Da.sh Ⅱ
「美味(うま)いだろ」
「源さんが高級料亭から、運んで来たんやで」
関西弁に興味がわき、その男の顔を見た。小太りで、オレと同年代と思われる。オレと違って、黒い髪が十分に残っているが。
「一文字隼人、いいます。リサイクル資源(粗大ゴミ)置き場から、お宝集めてますんや」
「私は、悪代官を懲らしめるために、今はこのような姿にやつしておりますが、水戸光圀、と申します。お見知りおきを。空き缶などを集めながら、あそこにいる役人どもを、見張っております」
都庁の建物を指して言う男は、50代といったところか。やはり小太りの、目尻がやや下がりぎみの、目ン玉が外寄りの、少し変わった雰囲気を漂わせている。
「ふたりはテレビの影響が大きいてな、時のヒーローですわ。ワテは太郎です。ほれ、食い倒れ太郎、知ってはりまっか。大阪道頓堀の、あの有名な、アレです」
「はあ」、と言ったもののよく分からない。年齢も推定できない、ギョロ目で少し痩せぎすの男。

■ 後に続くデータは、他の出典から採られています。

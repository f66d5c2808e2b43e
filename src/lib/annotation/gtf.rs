//! Streaming GTF/GFF exon scan.
//!
//! Every line is lower-cased before parsing so that chromosome names and
//! transcript identifiers compare case-insensitively everywhere downstream.
//! Only `exon` features contribute; malformed lines are skipped rather than
//! aborting the pass.

use anyhow::Result;
use std::io::BufRead;
use std::path::Path;

use super::AnnotationBuilder;
use crate::core::fs::open_text_reader;

/// A parsed exon line. Coordinates are converted from the 1-based inclusive
/// GTF convention to 0-based half-open `[start, end)`.
#[derive(Debug, PartialEq, Eq)]
pub(crate) struct ExonLine<'a> {
    pub seqname: &'a str,
    pub transcript_id: &'a str,
    pub start: i64,
    pub end: i64,
}

/// Parse one (already lower-cased) annotation line. Returns `None` for
/// comments, non-exon features, and anything malformed.
pub(crate) fn parse_exon_line(line: &str) -> Option<ExonLine<'_>> {
    if line.is_empty() || line.starts_with('#') {
        return None;
    }
    let mut fields = line.split('\t');
    let seqname = fields.next()?;
    let _source = fields.next()?;
    let feature = fields.next()?;
    let start: i64 = fields.next()?.parse().ok()?;
    let end: i64 = fields.next()?.parse().ok()?;
    let _score = fields.next()?;
    let _strand = fields.next()?;
    let _frame = fields.next()?;
    let attributes = fields.next()?;

    if feature != "exon" || seqname.is_empty() || start < 1 || end < start {
        return None;
    }
    let transcript_id = attribute_value(attributes, "transcript_id")?;
    Some(ExonLine {
        seqname,
        transcript_id,
        start: start - 1,
        end,
    })
}

/// Extract an attribute value from column 9, accepting both the GTF
/// (`key "value";`) and GFF3 (`key=value;`) syntaxes.
fn attribute_value<'a>(attributes: &'a str, key: &str) -> Option<&'a str> {
    for part in attributes.split(';') {
        let part = part.trim();
        let rest = if let Some(rest) = part.strip_prefix(key) {
            rest
        } else {
            continue;
        };
        let rest = rest.trim_start();
        let rest = match rest.strip_prefix('=') {
            Some(r) => r.trim_start(),
            None if part.len() > key.len() && part.as_bytes()[key.len()].is_ascii_whitespace() => {
                rest
            }
            None => continue,
        };
        let value = rest.trim_matches('"');
        if !value.is_empty() {
            return Some(value);
        }
    }
    None
}

/// Scan one GTF/GFF file into the builder, registering every exon under its
/// transcript's running index.
pub(crate) fn scan_file(path: &Path, builder: &mut AnnotationBuilder) -> Result<()> {
    let reader = open_text_reader(path)?;
    for line in reader.lines() {
        let line = line?.to_lowercase();
        if let Some(exon) = parse_exon_line(&line) {
            builder.register_exon(exon.seqname, exon.transcript_id, exon.start, exon.end);
        }
    }
    Ok(())
}
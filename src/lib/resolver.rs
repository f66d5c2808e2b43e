//! Equivalence-class resolution
//!
//! Three layers, mirroring how reads relate to alignments:
//!
//! - the CIGAR splitter turns one alignment record into the reference
//!   intervals it covers ([`alignment_intervals`]);
//! - [`single_alignment_ec`] intersects the transcript candidates of those
//!   intervals against the annotation index;
//! - [`read_ec`] combines all alignments of a read (or read pair), honouring
//!   strand buckets, orphan suppression, and the configured pairing mode.
//!
//! Transcript sets are kept as sorted `Vec`s throughout; the sets involved
//! are small and merge-walk intersection beats hashing at these sizes.

use itertools::Itertools;
use rust_htslib::bam::record::Cigar;
use rust_htslib::bam::{HeaderView, Record};

use crate::annotation::{AnnotationIndex, TranscriptIndex};

/// Per-file resolution switches.
#[derive(Debug, Clone, Copy)]
pub struct EcConfig {
    /// Reads are paired-end; intersect mate ECs.
    pub paired: bool,
    /// Transcript indices come straight from the alignment `tid`.
    pub rapmap: bool,
    /// Strict splice matching and strand-aware pairing (the default mode
    /// mirrors kallisto's genome-BAM behaviour, which requires neither).
    pub strict: bool,
}

/// Lower-cased contig names of one alignment file, indexed by `tid`.
pub struct ContigNames(Vec<String>);

impl ContigNames {
    pub fn from_header(header: &HeaderView) -> Self {
        let names = (0..header.target_count())
            .map(|tid| String::from_utf8_lossy(header.tid2name(tid)).to_lowercase())
            .collect();
        Self(names)
    }

    pub fn from_names<S: Into<String>>(names: Vec<S>) -> Self {
        Self(names.into_iter().map(|n| n.into().to_lowercase()).collect())
    }

    pub fn get(&self, tid: i32) -> Option<&str> {
        usize::try_from(tid)
            .ok()
            .and_then(|tid| self.0.get(tid))
            .map(|name| name.as_str())
    }
}

/// Every alignment of one read (or read pair), bucketed by template segment.
#[derive(Default)]
pub struct ReadGroup {
    pub seg0: Vec<Record>,
    pub seg1: Vec<Record>,
}

impl ReadGroup {
    /// Bucket a record by its "last segment in template" flag.
    pub fn push(&mut self, record: Record) {
        if record.is_last_in_template() {
            self.seg1.push(record);
        } else {
            self.seg0.push(record);
        }
    }

    pub fn clear(&mut self) {
        self.seg0.clear();
        self.seg1.clear();
    }

    pub fn is_empty(&self) -> bool {
        self.seg0.is_empty() && self.seg1.is_empty()
    }

    pub fn records(&self) -> impl Iterator<Item = &Record> {
        self.seg0.iter().chain(self.seg1.iter())
    }
}

/// Split an alignment into reference intervals using reference-consuming
/// CIGAR semantics: M/D/=/X extend the current interval, N closes it and
/// skips, everything else is ignored.
pub fn alignment_intervals(record: &Record) -> Vec<(i64, i64)> {
    let mut intervals = Vec::new();
    let mut start = record.pos();
    let mut end = start;
    for op in record.cigar().iter() {
        match *op {
            Cigar::Match(len) | Cigar::Del(len) | Cigar::Equal(len) | Cigar::Diff(len) => {
                end += i64::from(len);
            }
            Cigar::RefSkip(len) => {
                intervals.push((start, end));
                start = end + i64::from(len);
                end = start;
            }
            Cigar::Ins(_) | Cigar::SoftClip(_) | Cigar::HardClip(_) | Cigar::Pad(_) => {}
        }
    }
    intervals.push((start, end));
    intervals
}

/// Equivalence class of a single alignment: the intersection over its
/// reference intervals of the transcripts whose exons contain them.
pub fn single_alignment_ec(
    index: &AnnotationIndex,
    contig: &str,
    record: &Record,
    strict_splice: bool,
) -> Vec<TranscriptIndex> {
    let chromosome = match index.chromosome(contig) {
        Some(table) => table,
        None => return Vec::new(),
    };

    let intervals = alignment_intervals(record);
    if intervals.len() == 1 && intervals[0].0 == intervals[0].1 {
        // Nothing in the CIGAR consumed reference bases.
        return Vec::new();
    }

    let last = intervals.len() - 1;
    let mut ec: Option<Vec<TranscriptIndex>> = None;
    for (j, &(start, end)) in intervals.iter().enumerate() {
        let mut candidates: Vec<TranscriptIndex> = Vec::new();
        for exon in chromosome.containing(start, end) {
            // Interior interval ends must land exactly on splice sites in
            // strict mode; the outer read ends are free.
            if strict_splice
                && !((j == 0 || start == exon.start) && (j == last || end == exon.end))
            {
                continue;
            }
            candidates.extend_from_slice(&exon.transcripts);
        }
        candidates.sort_unstable();
        candidates.dedup();
        let next = match ec {
            None => candidates,
            Some(previous) => intersect_sorted(&previous, &candidates),
        };
        if next.is_empty() {
            return Vec::new();
        }
        ec = Some(next);
    }
    ec.unwrap_or_default()
}

/// Equivalence class of a whole read group.
pub fn read_ec(
    index: &AnnotationIndex,
    contigs: &ContigNames,
    group: &ReadGroup,
    config: &EcConfig,
) -> Vec<TranscriptIndex> {
    if config.paired && (all_unmapped(&group.seg0) || all_unmapped(&group.seg1)) {
        // Orphans never produce an EC.
        return Vec::new();
    }

    let (forward0, reverse0) = segment_buckets(index, contigs, &group.seg0, config);
    let (forward1, reverse1) = segment_buckets(index, contigs, &group.seg1, config);

    let mut ec = if !config.paired {
        let (forward, reverse) = if forward0.is_empty() && reverse0.is_empty() {
            (forward1, reverse1)
        } else {
            (forward0, reverse0)
        };
        union_sorted(forward, reverse)
    } else if config.strict {
        let forward0 = sorted(forward0);
        let reverse0 = sorted(reverse0);
        let forward1 = sorted(forward1);
        let reverse1 = sorted(reverse1);
        let mut joined = intersect_sorted(&forward0, &reverse1);
        joined.extend(intersect_sorted(&reverse0, &forward1));
        joined.sort_unstable();
        joined
    } else {
        let first = union_sorted(forward0, reverse0);
        let second = union_sorted(forward1, reverse1);
        intersect_sorted(&first, &second)
    };
    ec.dedup();
    ec
}

/// Canonical text form of an EC: ascending indices joined by commas.
pub fn canonical_ec_string(ec: &[TranscriptIndex]) -> String {
    ec.iter().join(",")
}

fn all_unmapped(records: &[Record]) -> bool {
    records.iter().all(|r| r.is_unmapped())
}

/// Concatenate the per-alignment ECs of one segment into forward/reverse
/// strand buckets. Unmapped records are skipped.
fn segment_buckets(
    index: &AnnotationIndex,
    contigs: &ContigNames,
    records: &[Record],
    config: &EcConfig,
) -> (Vec<TranscriptIndex>, Vec<TranscriptIndex>) {
    let mut forward = Vec::new();
    let mut reverse = Vec::new();
    for record in records {
        if record.is_unmapped() {
            continue;
        }
        let ec = if config.rapmap {
            match u32::try_from(record.tid()) {
                Ok(tid) => vec![tid],
                Err(_) => continue,
            }
        } else {
            match contigs.get(record.tid()) {
                Some(contig) => single_alignment_ec(index, contig, record, config.strict),
                None => continue,
            }
        };
        if record.is_reverse() {
            reverse.extend(ec);
        } else {
            forward.extend(ec);
        }
    }
    (forward, reverse)
}

fn sorted(mut values: Vec<TranscriptIndex>) -> Vec<TranscriptIndex> {
    values.sort_unstable();
    values
}

fn union_sorted(mut a: Vec<TranscriptIndex>, b: Vec<TranscriptIndex>) -> Vec<TranscriptIndex> {
    a.extend(b);
    a.sort_unstable();
    a
}

/// Merge-walk intersection of two ascending slices. Inputs may contain
/// duplicates; callers dedup the final EC once.
fn intersect_sorted(a: &[TranscriptIndex], b: &[TranscriptIndex]) -> Vec<TranscriptIndex> {
    let mut out = Vec::with_capacity(a.len().min(b.len()));
    let (mut i, mut j) = (0, 0);
    while i < a.len() && j < b.len() {
        match a[i].cmp(&b[j]) {
            std::cmp::Ordering::Equal => {
                out.push(a[i]);
                i += 1;
                j += 1;
            }
            std::cmp::Ordering::Less => i += 1,
            std::cmp::Ordering::Greater => j += 1,
        }
    }
    out
}
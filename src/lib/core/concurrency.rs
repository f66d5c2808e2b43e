use anyhow::Result;
use log::warn;

use crate::core::error::TccError;

/// Build the worker pool for one input file.
///
/// Every file gets its own pool of exactly the requested size: shard counts
/// are derived from it, so silently clamping would change how the record
/// range is partitioned. Oversubscribing the machine is allowed (workers
/// spend part of their time in file I/O) but worth a warning.
pub fn build_worker_pool(threads: usize) -> Result<rayon::ThreadPool> {
    if threads == 0 {
        return Err(TccError::InvalidInput("worker thread count must be at least 1".to_owned()).into());
    }
    let available = num_cpus::get();
    if threads > available {
        warn!(
            "{} worker threads requested but only {} CPUs available",
            threads, available
        );
    }
    let pool = rayon::ThreadPoolBuilder::new().num_threads(threads).build()?;
    Ok(pool)
}

#[cfg(test)]
mod tests {
    use super::*;

    #[test]
    fn rejects_zero_threads() {
        assert!(build_worker_pool(0).is_err());
        assert_eq!(build_worker_pool(2).unwrap().current_num_threads(), 2);
    }
}
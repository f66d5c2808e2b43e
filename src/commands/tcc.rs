//! CLI command that drives the whole pipeline: annotation index, parallel
//! SAM/BAM ingestion, and matrix output.

use std::fs::File;
use std::io::{BufWriter, Write};
use std::path::PathBuf;
use std::sync::Arc;
use std::time::Instant;

use anyhow::{anyhow, Result};
use log::{info, warn};
use structopt::StructOpt;

use bam2tcc_lib::annotation::AnnotationIndex;
use bam2tcc_lib::core::error::TccError;
use bam2tcc_lib::core::fs::{ensure_parent_dir, strip_alignment_extension, test_open};
use bam2tcc_lib::ec_order;
use bam2tcc_lib::matrix::TccMatrix;
use bam2tcc_lib::reader::{self, ReaderOptions, UnmatchedSink};

/// Arguments for bam2tcc
#[derive(Debug, StructOpt)]
#[structopt(
    name = "bam2tcc",
    about = "Convert aligned SAM/BAM reads into a transcript-compatibility-count matrix"
)]
pub struct TccArgs {
    /// Comma-separated GTF/GFF annotation files (optional with --rapmap)
    #[structopt(short = "g", long = "gtf")]
    pub gtf: Option<String>,

    /// Comma-separated SAM/BAM files of aligned reads, one sample each
    #[structopt(short = "S", long = "sam")]
    pub sam: String,

    /// Output stem; writes <stem>.ec, <stem>.tsv and <stem>.cells
    #[structopt(short = "o", long = "output", default_value = "matrix")]
    pub output: String,

    /// Number of worker threads per input file
    #[structopt(short = "p", long = "threads", default_value = "1")]
    pub threads: usize,

    /// Suppress status updates and most warnings
    #[structopt(short = "q", long = "quiet")]
    pub quiet: bool,

    /// Comma-separated FASTA transcriptomes; renumbers transcripts to match
    /// what kallisto would assign for the same files
    #[structopt(short = "t", long = "transcriptome")]
    pub transcriptome: Option<String>,

    /// Order output rows to match an existing EC file
    #[structopt(short = "e", long = "ec", parse(from_os_str))]
    pub ec: Option<PathBuf>,

    /// Write a dense matrix (one column per sample) instead of sparse triples
    #[structopt(long = "full-matrix")]
    pub full_matrix: bool,

    /// Write reads with an empty equivalence class to this SAM file
    #[structopt(short = "u", long = "unmatched", parse(from_os_str))]
    pub unmatched: Option<PathBuf>,

    /// Treat reads as single-end (default: paired)
    #[structopt(short = "U", long = "unpaired")]
    pub unpaired: bool,

    /// Force rapmap mode: equivalence classes come from alignment target ids
    #[structopt(short = "r", long = "rapmap")]
    pub rapmap: bool,

    /// Strict mode: exact splice-site matching, strand-aware pairing, and
    /// proper-pair filtering (default matches kallisto's genome BAMs)
    #[structopt(long = "strict")]
    pub strict: bool,
}

fn parse_csv(input: &str) -> Vec<PathBuf> {
    input
        .split(',')
        .map(str::trim)
        .filter(|part| !part.is_empty())
        .map(PathBuf::from)
        .collect()
}

/// Run the pipeline end to end. Any I/O failure short-circuits with the
/// offending path in the error chain.
pub fn run_tcc(args: TccArgs) -> Result<()> {
    let started = Instant::now();

    let gtf_files = parse_csv(args.gtf.as_deref().unwrap_or(""));
    let sam_files = parse_csv(&args.sam);
    let transcriptome_files = parse_csv(args.transcriptome.as_deref().unwrap_or(""));

    if sam_files.is_empty() {
        return Err(anyhow!("at least one SAM/BAM input is required (-S)"));
    }
    if gtf_files.is_empty() && !args.rapmap {
        return Err(anyhow!("-g/--gtf is required unless --rapmap is set"));
    }

    // Fail on unreadable inputs before any real work starts.
    for path in gtf_files
        .iter()
        .chain(&sam_files)
        .chain(&transcriptome_files)
        .chain(&args.ec)
    {
        test_open(path)?;
    }

    let index = if gtf_files.is_empty() {
        AnnotationIndex::empty()
    } else {
        info!("Reading {} GTF file(s)...", gtf_files.len());
        let index = AnnotationIndex::from_files(&gtf_files, &transcriptome_files)?;
        info!(
            "Indexed {} transcripts across {} chromosomes",
            index.num_transcripts(),
            index.num_chromosomes()
        );
        index
    };
    let index = Arc::new(index);

    let matrix = Arc::new(TccMatrix::new(sam_files.len()));
    let sink = match &args.unmatched {
        Some(path) => {
            let invocation = std::env::args().collect::<Vec<_>>().join(" ");
            Some(Arc::new(UnmatchedSink::create(
                path,
                &sam_files[0],
                &invocation,
            )?))
        }
        None => None,
    };

    let options = ReaderOptions {
        threads: args.threads,
        paired: !args.unpaired,
        rapmap: args.rapmap,
        strict: args.strict,
    };

    let mut unmatched_total = 0u64;
    for (sample_index, path) in sam_files.iter().enumerate() {
        let summary =
            reader::process_file(path, sample_index, &index, &matrix, sink.as_ref(), &options)?;
        if summary.failed_shards > 0 {
            warn!(
                "{}: {} shard(s) failed; counts for this sample may be incomplete",
                path.display(),
                summary.failed_shards
            );
        }
        info!(
            "{}: {} read groups, {} matched, {} unmatched",
            path.display(),
            summary.groups,
            summary.matched,
            summary.unmatched
        );
        unmatched_total += summary.unmatched;
    }
    // Flush the unmatched SAM before the matrix files are finalised.
    drop(sink);

    write_matrix(&args, &matrix)?;
    write_cells(&args.output, &sam_files)?;

    info!(
        "{} equivalence classes, {} counted reads, {} unmatched reads in {:.2?}",
        matrix.len(),
        matrix.total_count(),
        unmatched_total,
        started.elapsed()
    );
    Ok(())
}

fn write_matrix(args: &TccArgs, matrix: &TccMatrix) -> Result<()> {
    match &args.ec {
        Some(ec_path) => {
            let (order, order_set) = ec_order::load(ec_path)?;
            if args.full_matrix {
                matrix.write_dense_ordered(&args.output, &order, &order_set)
            } else {
                matrix.write_sparse_ordered(&args.output, &order, &order_set)
            }
        }
        None => {
            if args.full_matrix {
                matrix.write_dense(&args.output)
            } else {
                matrix.write_sparse(&args.output)
            }
        }
    }
}

/// Emit `<stem>.cells`: the input paths in order, minus their alignment
/// file extension.
fn write_cells(stem: &str, sam_files: &[PathBuf]) -> Result<()> {
    let path = format!("{}.cells", stem);
    ensure_parent_dir(&path)?;
    let file = File::create(&path).map_err(|_| TccError::Open(path.clone()))?;
    let mut out = BufWriter::new(file);
    for sam in sam_files {
        writeln!(out, "{}", strip_alignment_extension(&sam.to_string_lossy()))?;
    }
    out.flush()?;
    Ok(())
}

#[cfg(test)]
mod tests {
    use super::*;

    #[test]
    fn parses_minimal_arguments() {
        let args =
            TccArgs::from_iter_safe(&["bam2tcc", "-g", "a.gtf,b.gtf", "-S", "x.bam"]).unwrap();
        assert_eq!(args.gtf.as_deref(), Some("a.gtf,b.gtf"));
        assert_eq!(args.sam, "x.bam");
        assert_eq!(args.output, "matrix");
        assert_eq!(args.threads, 1);
        assert!(!args.full_matrix);
        assert!(!args.unpaired);
        assert!(!args.strict);
    }

    #[test]
    fn csv_lists_split_and_trim() {
        assert_eq!(
            parse_csv("a.gtf, b.gtf,"),
            vec![PathBuf::from("a.gtf"), PathBuf::from("b.gtf")]
        );
        assert!(parse_csv("").is_empty());
    }

    #[test]
    fn missing_sam_input_is_rejected() {
        assert!(TccArgs::from_iter_safe(&["bam2tcc", "-g", "a.gtf"]).is_err());
    }

    #[test]
    fn rapmap_mode_allows_missing_gtf() {
        let args = TccArgs::from_iter_safe(&["bam2tcc", "-S", "x.bam", "--rapmap"]).unwrap();
        assert!(args.rapmap);
        assert!(args.gtf.is_none());
    }
}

「太郎には、自転車で駅を回って、雑誌を集めてもらってる。こういう仕事にもぅ、縄張りがあってな。そのルールさえ守ってたらぁ、十分な収入になる。健には電車に乗って、各ぅ、駅構内に捨てられた、雑誌を集めて欲しい」
「よく分かりませんが」
「追い追い教えたるがな。それよりおやっさん、飲みまひょ」
太郎さんは、源さんの前にある瓶に手を伸ばした。